Gracias, ya voy—le dijo con voz baja y con la cabeza mirando hacia el suelo, "¿Me habrán visto? ¿Sirven esas cámaras de vigilancia? ¿lo habrán notado de donde saqué el papel para limpiar?" trataba de encontrar respuestas al bajar esas escaleras diminutas, tal vez unos minutos que en su mente se dilataron para convertirse en horas.

Maestra, allá fuera está una mamá con su hijo, quiere hablar con usted—un respiro de alivio emitió que bien pudo haber provocado que se llenara de bao el vidrio que separaba a la maestra de la secretaria si no fuera por el colorido cubrebocas, afuera estaba el niño sobre el cual su lomo portaba una mochila enorme a la pipila, era Murcio, había olvidado que habría de platicara a fondo con él y su mamá sobre su atraso.

Se sentó detrás de su escritorio, quería subir sus piernas sobre este y recargarse sobre su asiento, triunfante, (quería hacerlo pero lo hizo en su imaginación, siempre había querido hacerlo, pero nunca se atrevería) mientras veía a los alumnos terminar un trabajo en el aula y en la plataforma virtual. Miró su reloj, "en cualquier momento...", se imaginaba que pronto sonaría una alarma en la que se detectaría al primer contagiado, y luego, uno tras otro, mientras que los conserjes saldrían con sus trajes blancos de cuerpo completo de alto riesgo, con casco y todo (como astronautas), guiando a los alumnos a las salidas más cercanas, sería el fin de todo esto, el fin de esta atrocidad híbrida. Sí, sonó una alarma, pero era el timbre del cambio de clase. Miró a su alrededor y todo estaba en paz. Fue a la siguiente clase y a la siguiente clase, y a la siguiente; todo sucedió tan normal como se esperaría que fuera la escuela con su nueva normalidad. Sonó el último timbre de salida, se despidió de sus compañeros no sin antes mirar la sala de maestros una última vez, ahí estaban todos riéndose, suponía que lo hacían, sus ceños fruncidos, aquellos ojos de risas los delataban, al fin estaban juntos después de un largo encierro y no se querían ir.
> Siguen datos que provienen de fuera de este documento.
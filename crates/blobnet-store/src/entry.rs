//! One file on disk plus its metadata sidecars.
//!
//! A [`FileEntry`] owns the directory holding a `data` file and the
//! sidecars next to it. Entry methods take `&self`: operation-level
//! mutual exclusion is provided by the per-entry reader/writer lock in
//! the file map, and interior mutexes guard the state field and suffix
//! set. Mutating operations must be called under the entry's write lock,
//! read-only operations under the read lock.

use std::collections::BTreeSet;
use std::fs::{self, DirBuilder, File, OpenOptions};
use std::io::{self, Read, Seek, SeekFrom, Write};
use std::os::unix::fs::{DirBuilderExt, FileExt};
use std::path::{Path, PathBuf};
use std::sync::{Mutex, MutexGuard, PoisonError};

use tracing::warn;
use walkdir::WalkDir;

use crate::error::{StoreError, StoreResult};
use crate::metadata::{self, Metadata};
use crate::path::{FileState, PathPolicy};

/// Size information for a stored file.
#[derive(Debug, Clone, Copy, PartialEq, Eq)]
pub struct FileStat {
    /// Data file length in bytes.
    pub size: u64,
}

/// One managed file: data file, state, and metadata suffix set.
#[derive(Debug)]
pub struct FileEntry {
    name: String,
    relative_path: PathBuf,
    state: Mutex<FileState>,
    suffixes: Mutex<BTreeSet<String>>,
}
Supuso que habría de esperar unas horas más, llegó a su auto y se encerró, "tal vez el virus del pañuelo se disipó", se dijo a sí misma mientras jugaba con sus llaves, "tal vez la temperatura alta de agosto lo mató", lo cual para ella la absolvía de toda culpa, cualquiera que fuera el efecto de sus acciones lo estaba aceptando una vez más. Se quedó ahí otro momento, como esperando que pasara algo, uno tras otro, alumnos y maestros pasaban por la banqueta y los miraba, de algunos se despidió de varios de ellos con sus sonrisas escondidas pero sinceras mientras ella continuaba con su examen de conciencia. Al sentir que cumplió con sus ruminaciones, que este capitulo estaba por terminar y que no pasaba nada, ella puso la llave en la ignición pero en vez de encender el carro ella empezó a estornudar, una, dos, tres y otras tres veces más; sintió un frió mortal recorrer su espalda, y una nube de polvo sumergió su carro rodeándolo completo, y mirando el espejo retrovisor aparecían sus propios ojos escarlatas.